可能她自己察覺不到,這話的語氣有多高高在上。
桑雪悶著臉吃菜。
“這丫頭,連句謝謝的話都沒有。”桑夢吐槽道。
一句貼心話都不會說,大家要是能喜歡她才怪了。
也就是陳越這樣的好男人,會平等地對待每一個人。
不說謝謝,當然是不喜歡她說話的語氣。
以前的桑雪,在陳越眼裡輪廓是模糊的。這一刻卻逐漸變得清晰起來。
她不但發梢是黃的,就連膚色也沒有桑夢那麼白。
但不是先天的那種黃色,如果精心養著,想必要不了多久也能變得像桑夢那樣膚若凝脂。
她的眉眼很淡,鼻子不太挺,但鼻頭小小的,有些圓鈍,唇色也是淡白,看上去沒什麼氣色,才會讓人總覺得陰沉沉的。
如果臉頰能紅潤起來,行為舉止不要那麼畏畏縮縮,怎麼也不至於扔在人堆裡看不見。
意識到自己在想什麼的陳越臉色一僵,視線不動聲色地挪開,若無其事地夾了一根青菜。
“越越,你怎麼不說話啊?”桑夢問。
陳越淡淡笑了:“你炒的菜很好吃,隻顧著吃菜了。”
桑夢被他哄的心裡美滋滋的,“好吃就多吃點,下次我還給你做。”
陳越點頭:“謝謝。”
桑夢嗔了他一眼:“跟我客氣什麼。
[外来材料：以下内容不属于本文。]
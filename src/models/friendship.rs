// SPDX-License-Identifier: MIT
// Copyright 2026 Roland Dreier <roland@kernel.org>

//! Friendship edge model.

use serde::{Deserialize, Serialize};

#[derive(Debug, Clone, Copy, PartialEq, Eq, Serialize, Deserialize)]
#[serde(rename_all = "lowercase")]
pub enum FriendStatus {
    Pending,
    Accepted,
}

impl FriendStatus {
    pub fn as_str(&self) -> &'static str {
        match self {
            FriendStatus::Pending => "pending",
            FriendStatus::Accepted => "accepted",
        }
    }
}

/// Directed edge in the `friends` collection (requester → addressee).
///
/// Whether accepting one direction creates the reverse edge is decided by
/// the backend; readers treat an accepted edge in either direction as a
/// friendship.
#[derive(Debug, Clone, Serialize, Deserialize, PartialEq)]
pub struct Friendship {
    pub user_id: String,
    pub friend_id: String,
    pub status: FriendStatus,
    #[serde(default, skip_serializing_if = "Option::is_none")]
    pub created_at: Option<String>,
}

impl Friendship {
    /// The other side of the edge, seen from `user_id`.
    pub fn counterpart(&self, user_id: &str) -> &str {
        if self.user_id == user_id {
            &self.friend_id
        } else {
            &self.user_id
        }
    }
}
// SPDX-License-Identifier: MIT
// Copyright 2026 Roland Dreier <roland@rolandd.dev>

//! In-process fan-out of backend row changes.
//!
//! Change events reach the service from the backend (database webhooks,
//! or the in-memory store directly) and are published on a broadcast
//! channel. Each live view holds a [`Subscription`] scoped to one
//! collection, one event kind and an optional row filter. Dropping the
//! subscription releases it.

use serde::{Deserialize, Serialize};
use std::sync::atomic::{AtomicUsize, Ordering};
use std::sync::Arc;
use tokio::sync::broadcast;

/// Events buffered per subscriber before it starts lagging.
const CHANNEL_CAPACITY: usize = 256;

/// Row change type, as named by the backend.
#[derive(Debug, Clone, Copy, PartialEq, Eq, Serialize, Deserialize)]
#[serde(rename_all = "UPPERCASE")]
pub enum ChangeKind {
    Insert,
    Update,
    Delete,
}

/// A single row change.
#[derive(Debug, Clone)]
pub struct ChangeEvent {
    pub table: String,
    pub kind: ChangeKind,
    /// The new row, or the old row for deletes
    pub record: serde_json::Value,
}

#[derive(Debug, Clone, Copy, PartialEq, Eq)]
enum FilterOp {
    Eq,
    Neq,
}

/// Row filter in the backend's `column=op.value` syntax.
#[derive(Debug, Clone, PartialEq, Eq)]
pub struct RowFilter {
    column: String,
    op: FilterOp,
    value: String,
}

impl RowFilter {
    pub fn eq(column: impl Into<String>, value: impl Into<String>) -> Self {
        Self {
            column: column.into(),
            op: FilterOp::Eq,
            value: value.into(),
        }
    }

    /// Parse `is_public=eq.true` / `user_id=neq.abc`.
    pub fn parse(raw: &str) -> Result<Self, FilterParseError> {
        let (column, rest) = raw
            .split_once('=')
            .ok_or_else(|| FilterParseError(raw.to_string()))?;
        let (op, value) = rest
            .split_once('.')
            .ok_or_else(|| FilterParseError(raw.to_string()))?;

        let op = match op {
            "eq" => FilterOp::Eq,
            "neq" => FilterOp::Neq,
            _ => return Err(FilterParseError(raw.to_string())),
        };

        if column.is_empty() {
            return Err(FilterParseError(raw.to_string()));
        }

        Ok(Self {
            column: column.to_string(),
            op,
            value: value.to_string(),
        })
    }

    /// Whether a row satisfies this filter. Missing columns never match.
    pub fn matches(&self, record: &serde_json::Value) -> bool {
        let Some(field) = record.get(&self.column) else {
            return false;
        };

        let equal = match field {
            serde_json::Value::String(s) => *s == self.value,
            serde_json::Value::Null => self.value == "null",
            other => other.to_string() == self.value,
        };

        match self.op {
            FilterOp::Eq => equal,
            FilterOp::Neq => !equal,
        }
    }
}

#[derive(Debug, thiserror::Error)]
#[error("Invalid row filter: {0}")]
pub struct FilterParseError(String);

/// Broadcast hub for backend change events.
#[derive(Clone)]
pub struct ChangeHub {
    sender: broadcast::Sender<Arc<ChangeEvent>>,
    active: Arc<AtomicUsize>,
}

impl Default for ChangeHub {
    fn default() -> Self {
        Self::new()
    }
}

impl ChangeHub {
    pub fn new() -> Self {
        let (sender, _) = broadcast::channel(CHANNEL_CAPACITY);
        Self {
            sender,
            active: Arc::new(AtomicUsize::new(0)),
        }
    }

    /// Publish a change to every live subscription.
    ///
    /// Returns the number of subscriptions that received it.
    pub fn publish(&self, event: ChangeEvent) -> usize {
        tracing::debug!(table = %event.table, kind = ?event.kind, "Publishing change event");
        // No receivers is not an error: nobody is watching right now.
        self.sender.send(Arc::new(event)).unwrap_or(0)
    }

    /// Subscribe to one kind of change on one collection.
    pub fn subscribe(
        &self,
        table: &str,
        kind: ChangeKind,
        filter: Option<RowFilter>,
    ) -> Subscription {
        let count = self.active.fetch_add(1, Ordering::SeqCst) + 1;
        tracing::debug!(table, ?kind, active = count, "Subscription opened");

        Subscription {
            receiver: self.sender.subscribe(),
            table: table.to_string(),
            kind,
            filter,
            active: self.active.clone(),
        }
    }

    /// Number of subscriptions that have not been dropped yet.
    pub fn active_subscriptions(&self) -> usize {
        self.active.load(Ordering::SeqCst)
    }
}

/// A live, filtered view of the change stream.
pub struct Subscription {
    receiver: broadcast::Receiver<Arc<ChangeEvent>>,
    table: String,
    kind: ChangeKind,
    filter: Option<RowFilter>,
    active: Arc<AtomicUsize>,
}

impl Subscription {
    fn wants(&self, event: &ChangeEvent) -> bool {
        event.table == self.table
            && event.kind == self.kind
            && self
                .filter
                .as_ref()
                .is_none_or(|f| f.matches(&event.record))
    }

    /// Wait for the next matching event.
    ///
    /// Returns `None` once the hub is gone. Lagging drops the missed events
    /// and keeps going.
    pub async fn next(&mut self) -> Option<Arc<ChangeEvent>> {
        loop {
            match self.receiver.recv().await {
                Ok(event) if self.wants(&event) => return Some(event),
                Ok(_) => continue,
                Err(broadcast::error::RecvError::Lagged(missed)) => {
                    tracing::warn!(table = %self.table, missed, "Subscription lagged, events dropped");
                }
                Err(broadcast::error::RecvError::Closed) => return None,
            }
        }
    }
}

impl Drop for Subscription {
    fn drop(&mut self) {
        let remaining = self.active.fetch_sub(1, Ordering::SeqCst) - 1;
        tracing::debug!(table = %self.table, active = remaining, "Subscription released");
    }
}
”
兩人溫情脈脈的,桑雪看不下去了,在桌子底下勾了勾陳越的腳。
圓形桌子,陳越坐在姐妹倆中間。
這一頓操作直接給陳越乾清醒了,眼底帶了驚怒,無聲地說:你乾什麼!
桑雪笑眼彎彎,也用眼神跟他交流。
看你們倆不爽,找點刺激怎麼了?
陳越眉眼含著薄薄的怒氣,捏緊筷子不再看她。
桑雪卻越來越放肆。
不但勾他的腳,還在餐布下把手搭在他大腿上磨蹭。
陳越呼吸一窒。
接下來桑夢說了什麼話,他已經聽不進去了,大腦一片空白。
等桑夢去洗手間,他這才把桑雪的手一把拿開,咬牙切齒地道:“你能不能要點臉?”
桑雪手撐著下巴,慢悠悠地說:“姐夫,你這要求未免也太高了。”
“如果我要臉,還能脅迫你呀?”
陳越被噎了一下,臉色難看。
偏偏麵前的人像是察覺不到似的,自顧自地吃起了菜。
大概上輩子是餓死鬼托生的,她吃東西的時候很專注,速度也快,說她像小老鼠一點都不誇張。
等桑夢上完洗手間回來,桌上的菜被桑雪吃了個大半。
桑夢還以為陳越真的很喜歡吃她做飯,笑容更加真切,“越越,我才走一會兒的功夫,你就把飯菜吃完啦?”
陳越視線落在桑雪身上。
她摸著圓滾滾肚子,表情饜足。
他很快收回視線,沒有否認:“嗯,你做飯很有天賦。”
吃過飯,桑夢想留陳越睡在家裡,但被陳越以家裡還有醫學方麵的資料要看給拒絕了。
桑夢也沒有強留。
反正兩人馬上就要結婚了,有的是時間可以天天膩歪在一起。
把陳越送下樓,桑夢看到桌上淩亂的碗筷,隨意道:“雪雪,去把碗刷了。”
桑雪不想刷碗,於是道:“姐姐,以前我做飯都是自己刷碗。”
沒想到會被拒絕,桑夢皺了皺眉,隨後無可奈何地歎了口氣。
“算了,我刷就我刷,你這丫頭也不知道什麼時候能懂點事。”
桑雪快速跑回自己房間。
“……”
兩天後,是桑雪的生日。
桑夢的生日,林梅華記得清清楚楚。
每年桑夢生日,林梅華都會提前去蛋糕店訂蛋糕,還會送桑夢不重樣的生日禮物。